Thanks & best regards.
@thanh_on
Yes, you can use license_usage.log to calculate daily data volume per index.
simple query to check by index.
index=_internal source=*license_usage.log type="Usage" idx=* | timechart span=1d sum(b) as bytes by idx | eval GB=round(bytes/1024/1024/1024, 2)
Also remember that you should not have your environment sized "tightly" - RF and SF should be smaller than your number of indexers.

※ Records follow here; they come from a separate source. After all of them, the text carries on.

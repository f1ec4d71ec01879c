//! Engine child-process management for ascii-recorder.
//!
//! This module handles spawning, monitoring, and terminating the ffmpeg
//! processes used for decoding the source and encoding the recording.

use std::io::{BufRead, BufReader};
#[cfg(unix)]
use std::os::unix::process::CommandExt;
use std::path::{Path, PathBuf};
use std::process::{Child, ChildStdin, ChildStdout, Command, ExitStatus, Stdio};
use std::sync::atomic::{AtomicBool, Ordering};
use std::thread::{self, JoinHandle};
use std::time::{Duration, Instant};

/// How long `shutdown` waits for a graceful exit before killing.
const SHUTDOWN_TIMEOUT: Duration = Duration::from_secs(2);

/// Errors that can occur during pipeline operations
#[derive(Debug, thiserror::Error)]
pub enum PipelineError {
    /// Engine executable not found
    #[error("Engine binary '{}' not found", .0.display())]
    EngineNotFound(PathBuf),

    /// Failed to spawn the process
    #[error("Failed to spawn engine: {0}")]
    SpawnFailed(#[source] std::io::Error),

    /// Process exited with non-zero status
    #[error("Engine exited with code {exit_code:?}\n{stderr}")]
    ProcessFailed {
        exit_code: Option<i32>,
        stderr: String,
    },

    /// I/O error during pipeline operation
    #[error("I/O error: {0}")]
    Io(#[from] std::io::Error),
}

/// Stdio wiring for a spawned pipeline.
#[derive(Debug, Clone, Copy, PartialEq, Eq)]
pub enum PipeMode {
    /// Read the process's stdout (decoding).
    Output,
    /// Write the process's stdin and read its stdout (encoding).
    Duplex,
}

/// Represents a running engine process
pub struct Pipeline {
    /// The child process
    child: Child,
    /// Short name used as a log prefix
    label: &'static str,
    /// Handle for the stderr reader thread
    stderr_thread: Option<JoinHandle<Vec<String>>>,
}

impl std::fmt::Debug for Pipeline {
    fn fmt(&self, f: &mut std::fmt::Formatter<'_>) -> std::fmt::Result {
        f.debug_struct("Pipeline")
            .field("label", &self.label)
            .field("pid", &self.child.id())
            .finish_non_exhaustive()
    }
}

impl Pipeline {
    /// Spawn an engine process with the given arguments.
    ///
    /// stderr is drained on a background thread and logged at debug level;
    /// the collected lines are available through `take_stderr_output`.
    ///
    /// On unix the child gets its own process group, so a Ctrl+C in the
    /// terminal reaches only this program, which then stops its children.
    ///
    /// # Arguments
    /// * `binary` - Path of the engine executable
    /// * `args` - Command-line arguments (excluding the executable itself)
    /// * `mode` - Which standard streams are piped
    /// * `label` - Log prefix, e.g. `"decoder"`
    pub fn spawn(
        binary: &Path,
        args: &[String],
        mode: PipeMode,
        label: &'static str,
    ) -> Result<Self, PipelineError> {
        let mut cmd = Command::new(binary);
        cmd.args(args)
            .stdout(Stdio::piped())
            .stderr(Stdio::piped())
            .stdin(match mode {
                PipeMode::Output => Stdio::null(),
                PipeMode::Duplex => Stdio::piped(),
            });
        #[cfg(unix)]
        cmd.process_group(0);

        let mut child = cmd.spawn().map_err(|e| {
            if e.kind() == std::io::ErrorKind::NotFound {
                PipelineError::EngineNotFound(binary.to_path_buf())
            } else {
                PipelineError::SpawnFailed(e)
            }
        })?;

        log::debug!("[{}] spawned pid {}: {:?}", label, child.id(), args);

        let stderr = child.stderr.take();
        let stderr_thread = stderr.map(|stderr| {
            thread::spawn(move || {
                let reader = BufReader::new(stderr);
                let mut lines = Vec::new();
                for line in reader.lines() {
                    match line {
                        Ok(l) => {
                            log::debug!("[{}] {}", label, l);
                            lines.push(l);
                        }
                        Err(_) => break,
                    }
                }
                lines
            })
        });

        Ok(Pipeline {
            child,
            label,
            stderr_thread,
        })
    }

    /// Take the stdin pipe (only present in `PipeMode::Duplex`).
    pub fn take_stdin(&mut self) -> Option<ChildStdin> {
        self.child.stdin.take()
    }

    /// Take the stdout pipe.
    pub fn take_stdout(&mut self) -> Option<ChildStdout> {
        self.child.stdout.take()
    }

    /// Check if the process is still running.
    pub fn is_running(&mut self) -> bool {
        matches!(self.child.try_wait(), Ok(None))
    }

    /// Wait for the process to complete and return the exit status.
    pub fn wait(&mut self) -> Result<ExitStatus, PipelineError> {
        self.child.wait().map_err(PipelineError::Io)
    }

    /// Wait for the process and turn a non-zero exit into `ProcessFailed`.
    pub fn wait_success(&mut self) -> Result<(), PipelineError> {
        let status = self.wait()?;
        if status.success() {
            return Ok(());
        }
        Err(PipelineError::ProcessFailed {
            exit_code: status.code(),
            stderr: self.take_stderr_output().join("\n"),
        })
    }

    /// Suspend the process (SIGSTOP). No-op on non-unix targets.
    pub fn pause(&self) {
        self.signal(Signal::Stop);
    }

    /// Resume a suspended process (SIGCONT). No-op on non-unix targets.
    pub fn resume(&self) {
        self.signal(Signal::Continue);
    }

    /// Request a graceful shutdown of the process.
    ///
    /// Sends SIGINT (equivalent to Ctrl+C) and waits for exit. If the
    /// process doesn't exit within the timeout, it is killed.
    pub fn shutdown(&mut self) -> Result<ExitStatus, PipelineError> {
        // A stopped process cannot handle SIGINT
        self.signal(Signal::Continue);
        self.signal(Signal::Interrupt);

        #[cfg(not(unix))]
        {
            let _ = self.child.kill();
        }

        let start = Instant::now();
        loop {
            match self.child.try_wait() {
                Ok(Some(status)) => return Ok(status),
                Ok(None) => {
                    if start.elapsed() > SHUTDOWN_TIMEOUT {
                        log::warn!("[{}] did not exit after SIGINT, killing", self.label);
                        let _ = self.child.kill();
                        return self.child.wait().map_err(PipelineError::Io);
                    }
                    thread::sleep(Duration::from_millis(50));
                }
                Err(e) => return Err(PipelineError::Io(e)),
            }
        }
    }

    /// Get the collected stderr output after the process has finished.
    pub fn take_stderr_output(&mut self) -> Vec<String> {
        self.stderr_thread
            .take()
            .and_then(|h| h.join().ok())
            .unwrap_or_default()
    }

    #[cfg(unix)]
    fn signal(&self, signal: Signal) {
        let sig = match signal {
            Signal::Stop => libc::SIGSTOP,
            Signal::Continue => libc::SIGCONT,
            Signal::Interrupt => libc::SIGINT,
        };
        // SAFETY: kill(2) with a pid we own; errors (e.g. ESRCH) are ignored.
        unsafe {
            libc::kill(self.child.id() as libc::pid_t, sig);
        }
    }

    #[cfg(not(unix))]
    fn signal(&self, _signal: Signal) {}
}

#[derive(Clone, Copy)]
enum Signal {
    Stop,
    Continue,
    Interrupt,
}

impl Drop for Pipeline {
    fn drop(&mut self) {
        // Ensure the process is terminated when Pipeline is dropped
        if self.is_running() {
            let _ = self.shutdown();
        }
    }
}

/// Global flag for handling Ctrl+C across the application
static CTRLC_RECEIVED: AtomicBool = AtomicBool::new(false);

/// Check if Ctrl+C has been received.
pub fn ctrlc_received() -> bool {
    CTRLC_RECEIVED.load(Ordering::SeqCst)
}

/// Set up the Ctrl+C handler.
///
/// This should be called once at program startup.
pub fn setup_ctrlc_handler() -> Result<(), ctrlc::Error> {
    ctrlc::set_handler(move || {
        CTRLC_RECEIVED.store(true, Ordering::SeqCst);
        eprintln!("\nReceived Ctrl+C, stopping recording...");
    })
}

Otherwise your cluster will not be able to rebalance data in case of indexer failure.
Hi @thanh_on ,
you can know this viewing the license consuption for each day, that's the total indexeing volume of all the day in all the Indexers of the Cluster.
Ciao.
Giuseppe
Hi @gcusello ,
Thank you for your anwser,
FYI, I have separated the index for each device or vendor because each device has different data retention policies.
Due to it, I need to calculate "Daily Data Volume" and configure stanza for each index on indexes.conf
For example:
[idx_fgt]
(180 days searchable)
[idx_windows]
(365 days searchable)
Do you have any suggestion ?
Thanks & best regards.
Hi @thanh_on ,
different data retentions is one of the most reasons to have different indexes.
In this case, in indexes.conf, you have to define for each index you created the frozenTimePeriodInSecs option in indexes.conf.
In your cases, 180 days is 15552000 seconds and 365 days is 31536000 seconds:
[idx_fgt]
<other settings>
frozenTimePeriodInSecs = 15552000
[idx_windows]
<other settings>
frozenTimePeriodInSecs = 31536000
Passed this period, data can be deleted or moved offline (copied in a different location).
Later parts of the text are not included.